### Directions for this task
Repeat each record that follows, keeping it identical.

### Source data
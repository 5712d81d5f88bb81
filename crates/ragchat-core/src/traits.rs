use async_trait::async_trait;

use crate::error::Result;
use crate::types::{Context, Document, Metadata, ScoredPassage, Vector};

/// Turns text into a fixed-length vector.
///
/// Implementations are deterministic for a fixed model version and reject
/// empty input or input longer than `max_input_chars` with `Error::Embedding`.
#[async_trait]
pub trait Embedder: Send + Sync {
    /// Stable identifier for the backend and model (e.g. `hashing:d384`).
    fn id(&self) -> &str;
    fn dim(&self) -> usize;
    fn max_input_chars(&self) -> usize;
    async fn embed(&self, text: &str) -> Result<Vector>;
}

/// Stores one vector per document and answers nearest-neighbour queries.
///
/// Each `upsert`/`delete` call is atomic: concurrent searches observe the
/// document either before or after the call, never in between.
#[async_trait]
pub trait VectorIndex: Send + Sync {
    fn dim(&self) -> usize;
    async fn upsert(&self, document: Document, vector: Vector) -> Result<()>;
    /// Up to `top_k` passages, best first, ties broken by ascending id.
    async fn search(&self, query: &[f32], top_k: usize) -> Result<Vec<ScoredPassage>>;
    async fn delete(&self, id: &str) -> Result<()>;
    /// Remove every document whose metadata matches `filters` and return the
    /// count. An empty filter removes nothing.
    async fn delete_where(&self, filters: &Metadata) -> Result<usize>;
    async fn len(&self) -> Result<usize>;
}

/// The text-generation backend: prompt in, completion out.
#[async_trait]
pub trait Generator: Send + Sync {
    fn name(&self) -> &str;
    async fn generate(&self, prompt: &str) -> Result<String>;

    /// Called by the pipeline with the rendered prompt and the context it was
    /// built from. Model backends only need the prompt.
    async fn generate_grounded(&self, prompt: &str, _context: &Context) -> Result<String> {
        self.generate(prompt).await
    }
}
use std::collections::HashSet;
use std::fs;
use std::io::Write;
use tempfile::TempDir;

use ragchat_core::config::{Config, IndexSettings, SimilarityMetric};
use ragchat_core::ingest::{ChunkingConfig, DocumentLoader};
use ragchat_core::types::{Metadata, MetadataValue, SizePolicy};

#[test]
fn load_directory_single_small_file() {
    let tmp = TempDir::new().unwrap();
    let dir = tmp.path();
    let file_path = dir.join("a.txt");
    let mut f = fs::File::create(&file_path).unwrap();
    writeln!(f, "Short text").unwrap();

    let loader = DocumentLoader::default();
    let docs = loader.load_directory(dir).expect("load");

    assert_eq!(docs.len(), 1, "one small paragraph becomes one document");
    assert_eq!(docs[0].id, "a.txt:0");
    assert_eq!(docs[0].text.trim(), "Short text");
    assert_eq!(docs[0].metadata.get("category"), Some(&MetadataValue::String("misc".into())));
    assert_eq!(docs[0].metadata.get("total_chunks"), Some(&MetadataValue::Integer(1)));
}

#[test]
fn load_directory_limited_two_files_limit_one() {
    let tmp = TempDir::new().unwrap();
    let dir = tmp.path();
    fs::write(dir.join("a.txt"), "alpha bravo").unwrap();
    fs::write(dir.join("b.txt"), "charlie delta").unwrap();

    let loader = DocumentLoader::default();
    let docs = loader.load_directory_limited(dir, 1).expect("load limited");

    let sources: HashSet<String> = docs.iter().filter_map(|d| d.metadata.get("source")).map(ToString::to_string).collect();
    assert_eq!(sources.len(), 1, "limited to one source file");
}

#[test]
fn same_stem_files_keep_distinct_ids() {
    let tmp = TempDir::new().unwrap();
    let dir = tmp.path();
    fs::write(dir.join("guide.txt"), "plain guide").unwrap();
    fs::write(dir.join("guide.md"), "markdown guide").unwrap();

    let docs = DocumentLoader::default().load_directory(dir).expect("load");
    let ids: Vec<&str> = docs.iter().map(|d| d.id.as_str()).collect();
    assert_eq!(ids, vec!["guide.md:0", "guide.txt:0"]);
}

#[test]
fn numeric_directory_names_can_be_filtered_on() {
    let tmp = TempDir::new().unwrap();
    let dir = tmp.path();
    fs::create_dir_all(dir.join("2020")).unwrap();
    fs::write(dir.join("2020/notes.txt"), "meeting notes").unwrap();

    let docs = DocumentLoader::default().load_directory(dir).expect("load");
    let mut filters = Metadata::new();
    filters.insert("category".into(), MetadataValue::parse("2020"));
    assert!(docs[0].matches(&filters), "command-line value 2020 matches the stored category");
}

#[test]
fn nested_files_get_category_and_unique_ids() {
    let tmp = TempDir::new().unwrap();
    let dir = tmp.path();
    fs::create_dir_all(dir.join("recipes")).unwrap();
    fs::write(dir.join("recipes/pie.md"), "Apple pie.\n\nBake it.").unwrap();
    fs::write(dir.join("skip.json"), "{}").unwrap();

    let loader = DocumentLoader::new(ChunkingConfig { chunk_size: 12, chunk_overlap: 2 });
    let docs = loader.load_directory(dir).expect("load");

    assert_eq!(docs.len(), 2, "two paragraphs that do not fit together");
    assert_eq!(docs[0].id, "recipes/pie.md:0");
    assert_eq!(docs[1].id, "recipes/pie.md:1");
    for d in &docs {
        assert_eq!(d.metadata.get("category"), Some(&MetadataValue::String("recipes".into())));
        assert!(d.text.chars().count() <= 12);
    }
}

#[test]
fn settings_defaults_and_env_overrides() {
    figment::Jail::expect_with(|jail| {
        jail.create_file(
            "config.toml",
            r#"
            [context]
            budget = 500
            size_policy = "tokens"

            [index]
            similarity_metric = "dot"
            "#,
        )?;
        jail.set_env("APP_GENERATION__GENERATION_TIMEOUT_MS", "1500");

        let config = Config::load_for_env("test").expect("load");
        let settings = config.settings().expect("settings");
        assert_eq!(settings.context.budget, 500);
        assert_eq!(settings.context.size_policy, SizePolicy::Tokens);
        assert_eq!(settings.index.similarity_metric, SimilarityMetric::Dot);
        assert_eq!(settings.generation.generation_timeout_ms, 1500);
        assert_eq!(settings.retrieval.top_k, 4, "untouched sections keep defaults");
        assert_eq!(config.get::<u64>("generation.generation_timeout_ms").expect("key"), 1500);
        assert!(config.get::<u64>("generation.missing").is_err());
        assert!(settings.generation.prompt_template.contains("{context}"));
        Ok(())
    });
}

#[test]
fn index_path_expands_env_vars() {
    figment::Jail::expect_with(|jail| {
        jail.set_env("RAGCHAT_TEST_DATA", "/srv/ragchat");
        let settings = IndexSettings { path: "$RAGCHAT_TEST_DATA/index.json".into(), ..IndexSettings::default() };
        assert_eq!(settings.resolved_path(), std::path::PathBuf::from("/srv/ragchat/index.json"));
        Ok(())
    });
}

#[test]
fn settings_reject_template_without_question() {
    figment::Jail::expect_with(|jail| {
        jail.create_file(
            "config.toml",
            r#"
            [generation]
            prompt_template = "Context: {context}"
            "#,
        )?;
        let config = Config::load_for_env("test").expect("load");
        let err = config.settings().expect_err("template must be rejected");
        assert!(err.to_string().contains("{question}"));
        Ok(())
    });
}

#[test]
fn settings_reject_template_without_context() {
    figment::Jail::expect_with(|jail| {
        jail.create_file(
            "config.toml",
            r#"
            [generation]
            prompt_template = "Q: {question}"
            "#,
        )?;
        let config = Config::load_for_env("test").expect("load");
        let err = config.settings().expect_err("template must be rejected");
        assert!(err.to_string().contains("{context}"));
        Ok(())
    });
}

### Written solution
repository 5712d81d5f88bb81
filename crates/ragchat-core/src/traits.rs
use async_trait::async_trait;

use crate::error::Result;
use crate::types::{Context, Document, Metadata, ScoredPassage, Vector};

/// Turns text into a fixed-length vector.
///
/// Implementations are deterministic for a fixed model version and reject
/// empty input or input longer than `max_input_chars` with `Error::Embedding`.
#[async_trait]
pub trait Embedder: Send + Sync {
    /// Stable identifier for the backend and model (e.g. `hashing:d384`).
    fn id(&self) -> &str;
    fn dim(&self) -> usize;
    fn max_input_chars(&self) -> usize;
    async fn embed(&self, text: &str) -> Result<Vector>;
}

/// Stores one vector per document and answers nearest-neighbour queries.
///
/// Each `upsert`/`delete` call is atomic: concurrent searches observe the
/// document either before or after the call, never in between.
#[async_trait]
pub trait VectorIndex: Send + Sync {
    fn dim(&self) -> usize;
    async fn upsert(&self, document: Document, vector: Vector) -> Result<()>;
    /// Up to `top_k` passages, best first, ties broken by ascending id.
    async fn search(&self, query: &[f32], top_k: usize) -> Result<Vec<ScoredPassage>>;
    async fn delete(&self, id: &str) -> Result<()>;
    /// Remove every document whose metadata matches `filters` and return the
    /// count. An empty filter removes nothing.
    async fn delete_where(&self, filters: &Metadata) -> Result<usize>;
    async fn len(&self) -> Result<usize>;
}

/// The text-generation backend: prompt in, completion out.
#[async_trait]
pub trait Generator: Send + Sync {
    fn name(&self) -> &str;
    async fn generate(&self, prompt: &str) -> Result<String>;

    /// Called by the pipeline with the rendered prompt and the context it was
    /// built from. Model backends only need the prompt.
    async fn generate_grounded(&self, prompt: &str, _context: &Context) -> Result<String> {
        self.generate(prompt).await
    }
}
use std::collections::HashSet;
use std::fs;
use std::io::Write;
use tempfile::TempDir;

use ragchat_core::config::{Config, IndexSettings, SimilarityMetric};
use ragchat_core::ingest::{ChunkingConfig, DocumentLoader};
use ragchat_core::types::{Metadata, MetadataValue, SizePolicy};

#[test]
fn load_directory_single_small_file() {
    let tmp = TempDir::new().unwrap();
    let dir = tmp.path();
    let file_path = dir.join("a.txt");
    let mut f = fs::File::create(&file_path).unwrap();
    writeln!(f, "Short text").unwrap();

    let loader = DocumentLoader::default();
    let docs = loader.load_directory(dir).expect("load");

    assert_eq!(docs.len(), 1, "one small paragraph becomes one document");
    assert_eq!(docs[0].id, "a.txt:0");
    assert_eq!(docs[0].text.trim(), "Short text");
    assert_eq!(docs[0].metadata.get("category"), Some(&MetadataValue::String("misc".into())));
    assert_eq!(docs[0].metadata.get("total_chunks"), Some(&MetadataValue::Integer(1)));
}

#[test]
fn load_directory_limited_two_files_limit_one() {
    let tmp = TempDir::new().unwrap();
    let dir = tmp.path();
    fs::write(dir.join("a.txt"), "alpha bravo").unwrap();
    fs::write(dir.join("b.txt"), "charlie delta").unwrap();

    let loader = DocumentLoader::default();
    let docs = loader.load_directory_limited(dir, 1).expect("load limited");

    let sources: HashSet<String> = docs.iter().filter_map(|d| d.metadata.get("source")).map(ToString::to_string).collect();
    assert_eq!(sources.len(), 1, "limited to one source file");
}

#[test]
fn same_stem_files_keep_distinct_ids() {
    let tmp = TempDir::new().unwrap();
    let dir = tmp.path();
    fs::write(dir.join("guide.txt"), "plain guide").unwrap();
    fs::write(dir.join("guide.md"), "markdown guide").unwrap();

    let docs = DocumentLoader::default().load_directory(dir).expect("load");
    let ids: Vec<&str> = docs.iter().map(|d| d.id.as_str()).collect();
    assert_eq!(ids, vec!["guide.md:0", "guide.txt:0"]);
}

#[test]
fn numeric_directory_names_can_be_filtered_on() {
    let tmp = TempDir::new().unwrap();
    let dir = tmp.path();
    fs::create_dir_all(dir.join("2020")).unwrap();
    fs::write(dir.join("2020/notes.txt"), "meeting notes").unwrap();

    let docs = DocumentLoader::default().load_directory(dir).expect("load");
    let mut filters = Metadata::new();
    filters.insert("category".into(), MetadataValue::parse("2020"));
    assert!(docs[0].matches(&filters), "command-line value 2020 matches the stored category");
}

#[test]
fn nested_files_get_category_and_unique_ids() {
    let tmp = TempDir::new().unwrap();
    let dir = tmp.path();
    fs::create_dir_all(dir.join("recipes")).unwrap();
    fs::write(dir.join("recipes/pie.md"), "Apple pie.\n\nBake it.").unwrap();
    fs::write(dir.join("skip.json"), "{}").unwrap();

    let loader = DocumentLoader::new(ChunkingConfig { chunk_size: 12, chunk_overlap: 2 });
    let docs = loader.load_directory(dir).expect("load");

    assert_eq!(docs.len(), 2, "two paragraphs that do not fit together");
    assert_eq!(docs[0].id, "recipes/pie.md:0");
    assert_eq!(docs[1].id, "recipes/pie.md:1");
    for d in &docs {
        assert_eq!(d.metadata.get("category"), Some(&MetadataValue::String("recipes".into())));
        assert!(d.text.chars().count() <= 12);
    }
}

#[test]
fn settings_defaults_and_env_overrides() {
    figment::Jail::expect_with(|jail| {
        jail.create_file(
            "config.toml",
            r#"
            [context]
            budget = 500
            size_policy = "tokens"

            [index]
            similarity_metric = "dot"
            "#,
        )?;
        jail.set_env("APP_GENERATION__GENERATION_TIMEOUT_MS", "1500");

        let config = Config::load_for_env("test").expect("load");
        let settings = config.settings().expect("settings");
        assert_eq!(settings.context.budget, 500);
        assert_eq!(settings.context.size_policy, SizePolicy::Tokens);
        assert_eq!(settings.index.similarity_metric, SimilarityMetric::Dot);
        assert_eq!(settings.generation.generation_timeout_ms, 1500);
        assert_eq!(settings.retrieval.top_k, 4, "untouched sections keep defaults");
        assert_eq!(config.get::<u64>("generation.generation_timeout_ms").expect("key"), 1500);
        assert!(config.get::<u64>("generation.missing").is_err());
        assert!(settings.generation.prompt_template.contains("{context}"));
        Ok(())
    });
}

#[test]
fn index_path_expands_env_vars() {
    figment::Jail::expect_with(|jail| {
        jail.set_env("RAGCHAT_TEST_DATA", "/srv/ragchat");
        let settings = IndexSettings { path: "$RAGCHAT_TEST_DATA/index.json".into(), ..IndexSettings::default() };
        assert_eq!(settings.resolved_path(), std::path::PathBuf::from("/srv/ragchat/index.json"));
        Ok(())
    });
}

#[test]
fn settings_reject_template_without_question() {
    figment::Jail::expect_with(|jail| {
        jail.create_file(
            "config.toml",
            r#"
            [generation]
            prompt_template = "Context: {context}"
            "#,
        )?;
        let config = Config::load_for_env("test").expect("load");
        let err = config.settings().expect_err("template must be rejected");
        assert!(err.to_string().contains("{question}"));
        Ok(())
    });
}

#[test]
fn settings_reject_template_without_context() {
    figment::Jail::expect_with(|jail| {
        jail.create_file(
            "config.toml",
            r#"
            [generation]
            prompt_template = "Q: {question}"
            "#,
        )?;
        let config = Config::load_for_env("test").expect("load");
        let err = config.settings().expect_err("template must be rejected");
        assert!(err.to_string().contains("{context}"));
        Ok(())
    });
}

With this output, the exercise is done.